Regex is a powerful language for describing text patterns. It lets you define complex searches concisely. Works in Java, Python, JavaScript, text editors, command-line—everywhere.
What is a Regular Expression?
A regex is a sequence of characters defining a search pattern. Like "find" on steroids. Simple search finds exact text. Regex finds patterns like "any word starting with 'J' and ending with 'a'" or "exactly 10 digits."
Example: \d{3}-\d{4} matches phone numbers like "555-1234"—three digits, hyphen, four digits.
The Two Main Classes: Pattern and Matcher
Java provides regex support through two main classes in the java.util.regex package:
Pattern - Represents a compiled regular expression. You compile your regex string into a Pattern object once, then use it multiple times.
Matcher - The engine that performs matching operations against a string using a Pattern.

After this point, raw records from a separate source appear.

//! # Grader
//!
//! Grading engine for a credit-based examination scheme.
//!
//! ## Overview
//!
//! A subject is marked on up to four components (sessional, attendance,
//! termwork, external). The engine turns those marks into a letter grade and
//! grade points, then folds graded subjects into a Semester Performance Index
//! (SPI) and semesters into a Cumulative Performance Index (CPI).
//!
//! ## Grading Flow
//!
//! 1. **Validation**: every enabled component must carry a number in
//!    `[0, cap]`; anything else aborts grading of that subject.
//! 2. **Percentage**: `total obtained * 100 / total possible`.
//! 3. **Grade lookup**: the percentage is mapped through [`grade_table::GRADE_TABLE`].
//! 4. **Fail rules**: each [`traits::fail_rule::FailRule`] may force the grade to
//!    `FF` with 0 points, whatever the percentage said.
//! 5. **Aggregation**: [`aggregator::spi`] and [`aggregator::cpi`] compute
//!    credit-weighted means, recomputed from the full set every time.
//!
//! ## Modules
//!
//! - [`grade_table`]: fixed percentage bands and their points.
//! - [`subject_grader`]: per-subject validation, scoring and overrides.
//! - [`rules`]: the fail rules built from a [`util::grading_config::FailPolicy`].
//! - [`aggregator`]: weighted means for SPI and CPI.
//! - [`sheet`]: caller-owned working sets of graded subjects and semesters.
//! - [`registry`]: registry records and their conversion into engine types.
//! - [`report`]: serializable reports and the response envelope.
//!
//! ## Example
//!
//! ```
//! use grader::subject_grader::grade_subject;
//! use grader::types::{ComponentCaps, MarkEntry, SubjectDefinition};
//! use util::grading_config::FailPolicy;
//!
//! let dbms = SubjectDefinition::new(
//!     "3130703",
//!     "Database Management Systems",
//!     4,
//!     ComponentCaps { sessional: 30, attendance: 0, termwork: 0, external: 70 },
//! );
//! let marks = MarkEntry {
//!     sessional: Some(28.0),
//!     external: Some(60.0),
//!     ..Default::default()
//! };
//!
//! let result = grade_subject(&dbms, &marks, &FailPolicy::default()).unwrap();
//! assert_eq!(result.total_obtained, 88.0);
//! assert_eq!(result.grade.to_string(), "AA");
//! ```

pub mod aggregator;
pub mod error;
pub mod grade_table;
pub mod registry;
pub mod report;
pub mod rules;
pub mod sheet;
pub mod standing;
pub mod subject_grader;
pub mod traits;
pub mod types;

pub use error::GraderError;
pub use grade_table::{Grade, lookup_grade};
pub use sheet::{CumulativeSheet, SemesterEntry, SemesterSheet};
pub use subject_grader::{SubjectGrader, grade_subject};

/// Rounds half away from zero to `places` decimals.
pub fn round_to(value: f64, places: u32) -> f64 {
    let factor = 10f64.powi(places as i32);
    (value * factor).round() / factor
}

/// Display rounding for SPI and CPI.
#[inline]
pub fn round2(value: f64) -> f64 {
    round_to(value, 2)
}

#[cfg(test)]
mod tests {
    use super::*;

    #[test]
    fn test_round2() {
        assert_eq!(round2(87.0 / 11.0), 7.91);
        assert_eq!(round2(8.0), 8.0);
        assert_eq!(round2(0.0), 0.0);
        assert_eq!(round2(6.666), 6.67);
    }

    #[test]
    fn test_round_to_places() {
        assert_eq!(round_to(358.0 / 42.0, 0), 9.0);
        assert_eq!(round_to(358.0 / 42.0, 1), 8.5);
        assert_eq!(round_to(358.0 / 42.0, 3), 8.524);
    }
}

// Step 1: Compile the pattern
Pattern pattern = Pattern.compile("hello");
// Step 2: Create a matcher for your input
Matcher matcher = pattern.matcher("hello world");
// Step 3: Perform operations
boolean found = matcher.find(); // true
For simple one-time checks, you can use shorthand methods:
// Quick check if entire string matches
boolean matches = Pattern.matches("hello", "hello"); // true
// Even shorter using String's matches method
boolean quick = "hello world".matches(".*world"); // true
Building Patterns: Character Classes
The real power of regex comes from special pattern syntax. Let's start with character classes - ways to match specific sets of characters.
Literal Characters
The simplest pattern matches literal characters. The pattern cat matches the text "cat".

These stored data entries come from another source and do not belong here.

//! Percentage bands → letter grade and grade points.
//!
//! [`GRADE_TABLE`] is the only place band limits and point values are written
//! down. Bands are checked from the top and both bounds are inclusive. A
//! percentage that falls between one band's upper bound and the next band's
//! lower bound (84.495, say), or above 100, matches no band and is FF.

use serde::{Deserialize, Serialize};
use std::fmt;

#[allow(clippy::upper_case_acronyms)]
#[derive(Debug, Clone, Copy, PartialEq, Eq, Hash, Serialize, Deserialize)]
pub enum Grade {
    AA,
    AB,
    BB,
    BC,
    CC,
    CD,
    FF,
}

impl Grade {
    pub fn points(self) -> f64 {
        GRADE_TABLE
            .iter()
            .find(|band| band.grade == self)
            .map(|band| band.points)
            .unwrap_or(0.0)
    }

    pub fn is_pass(self) -> bool {
        self != Grade::FF
    }
}

impl fmt::Display for Grade {
    fn fmt(&self, f: &mut fmt::Formatter<'_>) -> fmt::Result {
        let label = match self {
            Grade::AA => "AA",
            Grade::AB => "AB",
            Grade::BB => "BB",
            Grade::BC => "BC",
            Grade::CC => "CC",
            Grade::CD => "CD",
            Grade::FF => "FF",
        };
        f.write_str(label)
    }
}

#[derive(Debug, Clone, Copy, PartialEq)]
pub struct GradeBand {
    pub min_percent: f64,
    pub max_percent: f64,
    pub grade: Grade,
    pub points: f64,
}

/// Highest band first.
pub const GRADE_TABLE: [GradeBand; 7] = [
    GradeBand {
        min_percent: 84.5,
        max_percent: 100.0,
        grade: Grade::AA,
        points: 10.0,
    },
    GradeBand {
        min_percent: 74.5,
        max_percent: 84.49,
        grade: Grade::AB,
        points: 9.0,
    },
    GradeBand {
        min_percent: 64.5,
        max_percent: 74.49,
        grade: Grade::BB,
        points: 8.0,
    },
    GradeBand {
        min_percent: 54.5,
        max_percent: 64.49,
        grade: Grade::BC,
        points: 7.0,
    },
    GradeBand {
        min_percent: 44.5,
        max_percent: 54.49,
        grade: Grade::CC,
        points: 6.0,
    },
    GradeBand {
        min_percent: 39.5,
        max_percent: 44.49,
        grade: Grade::CD,
        points: 5.0,
    },
    GradeBand {
        min_percent: 0.0,
        max_percent: 39.49,
        grade: Grade::FF,
        points: 0.0,
    },
];

/// Maps a percentage to `(grade, points)`. Anything outside every band
/// (gaps, above 100, negative, NaN) is FF/0.
pub fn lookup_grade(percentage: f64) -> (Grade, f64) {
    GRADE_TABLE
        .iter()
        .find(|band| band.min_percent <= percentage && percentage <= band.max_percent)
        .map(|band| (band.grade, band.points))
        .unwrap_or((Grade::FF, 0.0))
}
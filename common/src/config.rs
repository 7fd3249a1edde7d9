use once_cell::sync::OnceCell;
use serde::Deserialize;
use std::env;

#[derive(Debug, Clone, Deserialize)]
pub struct Config {
    pub project_name: String,
    pub log_level: String,
    pub log_file: String,
    pub log_to_stdout: bool,
    /// Grading policy file; `None` means built-in defaults.
    pub grading_config_path: Option<String>,
}

static CONFIG: OnceCell<Config> = OnceCell::new();

impl Config {
    /// Reads the variables without touching the global instance.
    pub fn from_env() -> Self {
        let project_name = env::var("PROJECT_NAME").unwrap_or_else(|_| "grade-calculator".into());
        let log_level = env::var("LOG_LEVEL").unwrap_or_else(|_| "info".into());
        let log_file = env::var("LOG_FILE").unwrap_or_else(|_| "calculator.log".into());
        let log_to_stdout = env::var("LOG_TO_STDOUT")
            .map(|v| v.eq_ignore_ascii_case("true"))
            .unwrap_or(false);
        let grading_config_path = env::var("GRADING_CONFIG_PATH")
            .ok()
            .filter(|p| !p.trim().is_empty());

        Config {
            project_name,
            log_level,
            log_file,
            log_to_stdout,
            grading_config_path,
        }
    }

    pub fn init(env_path: &str) -> &'static Self {
        dotenvy::from_filename(env_path).ok();
        CONFIG.get_or_init(Config::from_env)
    }
}
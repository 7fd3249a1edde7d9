//!
//! Traits Module
//!
//! Extension points of the grading engine.
//!
//! - [`fail_rule`]: Defines the trait for minimum-threshold rules that force a subject to FF.
//!
//! Implement [`fail_rule::FailRule`] to add a new pass/fail override without touching the grader.

pub mod fail_rule;
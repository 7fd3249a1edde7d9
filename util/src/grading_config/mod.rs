use serde::{Deserialize, Serialize};
use std::{fs, path::Path};
use tracing::warn;

use crate::paths::ensure_parent_dir;

/// Minimum sessional marks a student needs, below which the subject is failed.
#[derive(Debug, Clone, Copy, Deserialize, Serialize, PartialEq)]
#[serde(tag = "mode", rename_all = "lowercase")]
pub enum SessionalFloor {
    /// Fixed mark floor, independent of the sessional cap.
    Absolute { marks: f64 },
    /// Percentage of the sessional cap excluding the attendance allotment.
    Proportional { percent: f64 },
}

impl Default for SessionalFloor {
    fn default() -> Self {
        SessionalFloor::Absolute {
            marks: default_sessional_floor_marks(),
        }
    }
}

#[derive(Debug, Clone, Deserialize, Serialize, PartialEq)]
pub struct FailPolicy {
    /// External marks below this percentage of the external cap fail the subject.
    #[serde(default = "default_external_min_percent")]
    pub external_min_percent: f64,

    /// Termwork marks below this percentage of the termwork cap fail the subject.
    #[serde(default = "default_termwork_min_percent")]
    pub termwork_min_percent: f64,

    #[serde(default)]
    pub sessional_floor: SessionalFloor,
}

impl Default for FailPolicy {
    fn default() -> Self {
        Self {
            external_min_percent: default_external_min_percent(),
            termwork_min_percent: default_termwork_min_percent(),
            sessional_floor: SessionalFloor::default(),
        }
    }
}

impl FailPolicy {
    /// Clamps thresholds into their meaningful ranges. Non-finite values fall
    /// back to the defaults.
    pub fn sanitize(mut self) -> Self {
        self.external_min_percent =
            clamp_percent(self.external_min_percent, default_external_min_percent());
        self.termwork_min_percent =
            clamp_percent(self.termwork_min_percent, default_termwork_min_percent());
        self.sessional_floor = match self.sessional_floor {
            SessionalFloor::Absolute { marks } => SessionalFloor::Absolute {
                marks: if marks.is_finite() {
                    marks.max(0.0)
                } else {
                    default_sessional_floor_marks()
                },
            },
            SessionalFloor::Proportional { percent } => SessionalFloor::Proportional {
                percent: clamp_percent(percent, 0.0),
            },
        };
        self
    }
}

#[derive(Debug, Clone, Deserialize, Serialize, PartialEq)]
pub struct DisplayOptions {
    /// Decimal places used when rendering SPI/CPI values.
    #[serde(default = "default_decimal_places")]
    pub decimal_places: u32,
}

impl Default for DisplayOptions {
    fn default() -> Self {
        Self {
            decimal_places: default_decimal_places(),
        }
    }
}

#[derive(Debug, Clone, Default, Deserialize, Serialize, PartialEq)]
pub struct GradingConfig {
    #[serde(default)]
    pub policy: FailPolicy,
    #[serde(default)]
    pub display: DisplayOptions,
}

impl GradingConfig {
    pub fn sanitize(mut self) -> Self {
        self.policy = self.policy.sanitize();
        if self.display.decimal_places > MAX_DECIMAL_PLACES {
            self.display.decimal_places = MAX_DECIMAL_PLACES;
        }
        self
    }

    pub fn default_config() -> Self {
        GradingConfig {
            policy: FailPolicy::default(),
            display: DisplayOptions::default(),
        }
    }

    pub fn load<P: AsRef<Path>>(path: P) -> Result<Self, String> {
        let path = path.as_ref();
        let file_contents = fs::read_to_string(path)
            .map_err(|_| format!("Failed to read grading config at {path:?}"))?;

        let cfg: GradingConfig = serde_json::from_str(&file_contents)
            .map_err(|e| format!("Invalid grading config JSON format: {e}"))?;

        Ok(cfg.sanitize())
    }

    /// Loads `path` when given. A missing file falls back to defaults; a file
    /// that exists but cannot be parsed is still an error.
    pub fn load_or_default<P: AsRef<Path>>(path: Option<P>) -> Result<Self, String> {
        match path {
            Some(p) if p.as_ref().exists() => Self::load(p),
            Some(p) => {
                warn!(
                    "Grading config {:?} not found, using defaults",
                    p.as_ref()
                );
                Ok(Self::default_config())
            }
            None => Ok(Self::default_config()),
        }
    }

    pub fn save<P: AsRef<Path>>(&self, path: P) -> Result<(), String> {
        let path = path.as_ref();
        ensure_parent_dir(path)
            .map_err(|e| format!("Failed to create config directory: {e:?}"))?;

        let json = serde_json::to_string_pretty(self)
            .map_err(|e| format!("Failed to serialize config to JSON: {e}"))?;

        fs::write(path, json).map_err(|e| format!("Failed to write config file to disk: {e:?}"))?;

        Ok(())
    }
}

const MAX_DECIMAL_PLACES: u32 = 6;

fn clamp_percent(value: f64, fallback: f64) -> f64 {
    if value.is_finite() {
        value.clamp(0.0, 100.0)
    } else {
        fallback
    }
}

//Default Functions
fn default_external_min_percent() -> f64 {
    35.0
}

fn default_termwork_min_percent() -> f64 {
    35.0
}

fn default_sessional_floor_marks() -> f64 {
    8.0
}

fn default_decimal_places() -> u32 {
    2
}
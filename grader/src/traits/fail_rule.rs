use crate::types::{ComponentCaps, ComponentMarks, FailReason};

/// FailRule is a strategy trait for pass/fail overrides.
/// Each implementation checks one minimum threshold on a graded subject's
/// validated marks. Rules can only downgrade a subject to FF, never upgrade it.
pub trait FailRule: Send + Sync {
    /// Short identifier used in logs.
    fn name(&self) -> &'static str;

    /// Returns a reason when `marks` fall below this rule's minimum.
    ///
    /// - `caps`: the subject's component caps.
    /// - `marks`: validated marks, disabled components already zeroed.
    fn check(&self, caps: &ComponentCaps, marks: &ComponentMarks) -> Option<FailReason>;
}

The Dot (.) - Any Character
The dot matches any single character (except newline):
"cat".matches(".at") // true - 'c' matches '.'
"bat".matches(".at") // true - 'b' matches '.'
"hat".matches(".at") // true - 'h' matches '.'
"at".matches(".at") // false - nothing to match '.'
Character Sets with Square Brackets
Square brackets define a set of characters to match:
| Pattern | Meaning | Examples |
|---|---|---|
[abc] |
Match a, b, OR c | "a" ✓, "d" ✗ |
[a-z] |
Match any lowercase letter | "m" ✓, "M" ✗ |
[A-Z] |
Match any uppercase letter | "M" ✓, "m" ✗ |
[0-9] |
Match any digit | "5" ✓, "x" ✗ |
[a-zA-Z] |
Match any letter | "a" ✓, "Z" ✓ |
[^abc] |
Match anything EXCEPT a, b, c | "d" ✓, "a" ✗ |
"cat".matches("[abc]at") // true - 'c' is in [abc]

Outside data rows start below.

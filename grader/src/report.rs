//! # Report Module
//!
//! Serializable snapshots of a sheet, and the response envelope the calculator
//! prints.
//!
//! ## JSON Output Example
//!
//! ```json
//! {
//!   "success": true,
//!   "message": "SPI calculated successfully.",
//!   "data": {
//!     "subjects": [
//!       { "subjectCode": "3140702", "grade": "BB", "points": 8.0, ... }
//!     ],
//!     "totalCredits": 11,
//!     "spi": 7.91,
//!     "standing": "good"
//!   }
//! }
//! ```
//!
//! A report is only ever built from a sheet, so the index it carries is always
//! a fresh recompute. Rounding happens here and nowhere else; the sheets keep
//! full precision.

use serde::Serialize;

use crate::round_to;
use crate::sheet::{CumulativeSheet, SemesterEntry, SemesterSheet};
use crate::standing::Standing;
use crate::types::GradedSubjectResult;

/// One semester's graded subjects and the SPI derived from them.
#[derive(Debug, Clone, PartialEq, Serialize)]
#[serde(rename_all = "camelCase")]
pub struct SemesterReport {
    pub subjects: Vec<GradedSubjectResult>,
    pub total_credits: u64,
    pub spi: f64,
    /// `None` until at least one credit-bearing subject is graded.
    pub standing: Option<Standing>,
}

impl SemesterReport {
    pub fn from_sheet(sheet: &SemesterSheet, decimal_places: u32) -> Self {
        let total_credits = sheet.total_credits();
        let spi = sheet.spi();
        Self {
            subjects: sheet.results().cloned().collect(),
            total_credits,
            spi: round_to(spi, decimal_places),
            standing: (total_credits > 0).then(|| Standing::from_index(spi)),
        }
    }
}

/// Every recorded semester and the CPI derived from them.
#[derive(Debug, Clone, PartialEq, Serialize)]
#[serde(rename_all = "camelCase")]
pub struct CumulativeReport {
    pub semesters: Vec<SemesterEntry>,
    pub total_credits: u64,
    pub cpi: f64,
    pub standing: Option<Standing>,
}

impl CumulativeReport {
    pub fn from_sheet(sheet: &CumulativeSheet, decimal_places: u32) -> Self {
        let total_credits = sheet.total_credits();
        let cpi = sheet.cpi();
        Self {
            semesters: sheet.entries().copied().collect(),
            total_credits,
            cpi: round_to(cpi, decimal_places),
            standing: (total_credits > 0).then(|| Standing::from_index(cpi)),
        }
    }
}

/// Response envelope shared by every calculator command.
///
/// - `success`: false only for [`ReportResponse::failure`].
/// - `message`: human-readable outcome or the error text.
/// - `data`: the report, omitted on failure.
#[derive(Debug, Clone, PartialEq, Serialize)]
pub struct ReportResponse<T> {
    pub success: bool,
    pub message: String,
    #[serde(skip_serializing_if = "Option::is_none")]
    pub data: Option<T>,
}

impl<T> ReportResponse<T> {
    pub fn success(message: impl Into<String>, data: T) -> Self {
        Self {
            success: true,
            message: message.into(),
            data: Some(data),
        }
    }

    pub fn failure(message: impl Into<String>) -> Self {
        Self {
            success: false,
            message: message.into(),
            data: None,
        }
    }
}

impl From<SemesterReport> for ReportResponse<SemesterReport> {
    fn from(report: SemesterReport) -> Self {
        ReportResponse::success("SPI calculated successfully.", report)
    }
}

impl From<CumulativeReport> for ReportResponse<CumulativeReport> {
    fn from(report: CumulativeReport) -> Self {
        ReportResponse::success("CPI calculated successfully.", report)
    }
}

#[cfg(test)]
mod tests {
    use super::*;
    use crate::types::{ComponentCaps, MarkEntry, SubjectDefinition};
    use serde_json::Value;

    fn subject(code: &str, credit: u32) -> SubjectDefinition {
        SubjectDefinition::new(
            code,
            format!("Subject {code}"),
            credit,
            ComponentCaps {
                sessional: 0,
                attendance: 0,
                termwork: 0,
                external: 100,
            },
        )
    }

    fn external(marks: f64) -> MarkEntry {
        MarkEntry {
            external: Some(marks),
            ..Default::default()
        }
    }

    #[test]
    fn test_semester_report_response_serialization() {
        let mut sheet = SemesterSheet::default();
        sheet.record(&subject("A", 4), &external(70.0)).unwrap();
        sheet.record(&subject("B", 3), &external(80.0)).unwrap();
        sheet.record(&subject("C", 4), &external(60.0)).unwrap();

        let response: ReportResponse<_> = SemesterReport::from_sheet(&sheet, 2).into();
        let value: Value = serde_json::to_value(&response).unwrap();

        assert_eq!(value["success"], true);
        assert_eq!(value["message"], "SPI calculated successfully.");
        assert_eq!(value["data"]["totalCredits"], 11);
        assert_eq!(value["data"]["spi"], 7.91);
        assert_eq!(value["data"]["standing"], "good");
        assert_eq!(value["data"]["subjects"].as_array().unwrap().len(), 3);
        assert_eq!(value["data"]["subjects"][0]["subjectCode"], "A");
        assert_eq!(value["data"]["subjects"][0]["grade"], "BB");
        assert_eq!(value["data"]["subjects"][1]["points"], 9.0);
    }

    #[test]
    fn test_empty_semester_report() {
        let sheet = SemesterSheet::default();
        let report = SemesterReport::from_sheet(&sheet, 2);
        let value: Value = serde_json::to_value(&report).unwrap();
        assert_eq!(value["spi"], 0.0);
        assert_eq!(value["totalCredits"], 0);
        assert!(value["standing"].is_null());
        assert!(value["subjects"].as_array().unwrap().is_empty());
    }

    #[test]
    fn test_cumulative_report_response_serialization() {
        let sheet = CumulativeSheet::from_entries(vec![
            SemesterEntry::new(2, 22, 9.0),
            SemesterEntry::new(1, 20, 8.0),
        ])
        .unwrap();

        let response: ReportResponse<_> = CumulativeReport::from_sheet(&sheet, 2).into();
        let value: Value = serde_json::to_value(&response).unwrap();

        assert_eq!(value["message"], "CPI calculated successfully.");
        assert_eq!(value["data"]["totalCredits"], 42);
        assert_eq!(value["data"]["cpi"], 8.52);
        assert_eq!(value["data"]["standing"], "excellent");
        assert_eq!(value["data"]["semesters"][0]["semesterNo"], 1);
        assert_eq!(value["data"]["semesters"][1]["credits"], 22);
        assert!(value["data"].get("total_credits").is_none());
    }

    #[test]
    fn test_decimal_places_follow_display_option() {
        let sheet = CumulativeSheet::from_entries(vec![
            SemesterEntry::new(1, 20, 8.0),
            SemesterEntry::new(2, 22, 9.0),
        ])
        .unwrap();
        assert_eq!(CumulativeReport::from_sheet(&sheet, 0).cpi, 9.0);
        assert_eq!(CumulativeReport::from_sheet(&sheet, 3).cpi, 8.524);
    }

    #[test]
    fn test_failure_envelope_omits_data() {
        let response = ReportResponse::<SemesterReport>::failure("DBMS: external marks are required");
        let value: Value = serde_json::to_value(&response).unwrap();
        assert_eq!(value["success"], false);
        assert_eq!(value["message"], "DBMS: external marks are required");
        assert!(value.get("data").is_none());
    }
}
//! # Aggregator Module
//!
//! Credit-weighted means over `{weight, value}` pairs. The same reduction
//! produces an SPI (subjects weighted by credit, valued by grade points) and a
//! CPI (semesters weighted by their credit totals, valued by their SPI).
//!
//! There is no running total anywhere: every call recomputes from the full
//! entry set it is given.

use serde::{Deserialize, Serialize};

use crate::sheet::SemesterEntry;
use crate::types::GradedSubjectResult;

/// A single weighted value fed into [`aggregate`].
#[derive(Debug, Clone, Copy, PartialEq, Serialize, Deserialize)]
pub struct IndexEntry {
    pub weight: u32,
    pub value: f64,
}

impl IndexEntry {
    pub fn new(weight: u32, value: f64) -> Self {
        Self { weight, value }
    }
}

impl From<&GradedSubjectResult> for IndexEntry {
    fn from(result: &GradedSubjectResult) -> Self {
        IndexEntry::new(result.credit, result.grade_points)
    }
}

impl From<&SemesterEntry> for IndexEntry {
    fn from(entry: &SemesterEntry) -> Self {
        IndexEntry::new(entry.credits, entry.spi)
    }
}

/// Computes `Σ(weight·value) / Σweight`.
///
/// # Behavior
///
/// - Entries with weight 0 contribute to neither sum.
/// - An empty input, or one whose weights are all 0, yields `0.0` rather than
///   an error. Callers show that as "no result yet".
///
/// # Example
///
/// ```
/// use grader::aggregator::{aggregate, IndexEntry};
///
/// let entries = vec![
///     IndexEntry::new(4, 8.0),
///     IndexEntry::new(3, 9.0),
///     IndexEntry::new(4, 7.0),
/// ];
///
/// // (32 + 27 + 28) / 11
/// let index = aggregate(entries);
/// assert!((index - 87.0 / 11.0).abs() < 1e-12);
///
/// assert_eq!(aggregate(Vec::<IndexEntry>::new()), 0.0);
/// ```
pub fn aggregate<I>(entries: I) -> f64
where
    I: IntoIterator<Item = IndexEntry>,
{
    let mut weighted_sum = 0.0;
    let mut total_weight: u64 = 0;

    for entry in entries {
        if entry.weight == 0 {
            continue;
        }
        weighted_sum += entry.weight as f64 * entry.value;
        total_weight += entry.weight as u64;
    }

    if total_weight > 0 {
        weighted_sum / total_weight as f64
    } else {
        0.0
    }
}

/// Semester Performance Index over graded subjects.
pub fn spi<'a, I>(results: I) -> f64
where
    I: IntoIterator<Item = &'a GradedSubjectResult>,
{
    aggregate(results.into_iter().map(IndexEntry::from))
}

/// Cumulative Performance Index over semester entries.
pub fn cpi<'a, I>(semesters: I) -> f64
where
    I: IntoIterator<Item = &'a SemesterEntry>,
{
    aggregate(semesters.into_iter().map(IndexEntry::from))
}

"hat".matches("[abc]at") // false - 'h' is not in [abc]
"hat".matches("[^abc]at") // true - 'h' is NOT a, b, or c
Predefined Character Classes
Writing [0-9] every time you want a digit is tedious. Java provides shorthand:
| Shorthand | Meaning | Equivalent |
|---|---|---|
\d |
Any digit | [0-9] |
\D |
Any non-digit | [^0-9] |
\w |
Any word character | [a-zA-Z0-9_] |
\W |
Any non-word character | [^a-zA-Z0-9_] |
\s |
Any whitespace | [ \t\n\r\f] |
\S |
Any non-whitespace | [^ \t\n\r\f] |
Important: In Java strings, backslash is an escape character, so you must double it: \\d instead of \d.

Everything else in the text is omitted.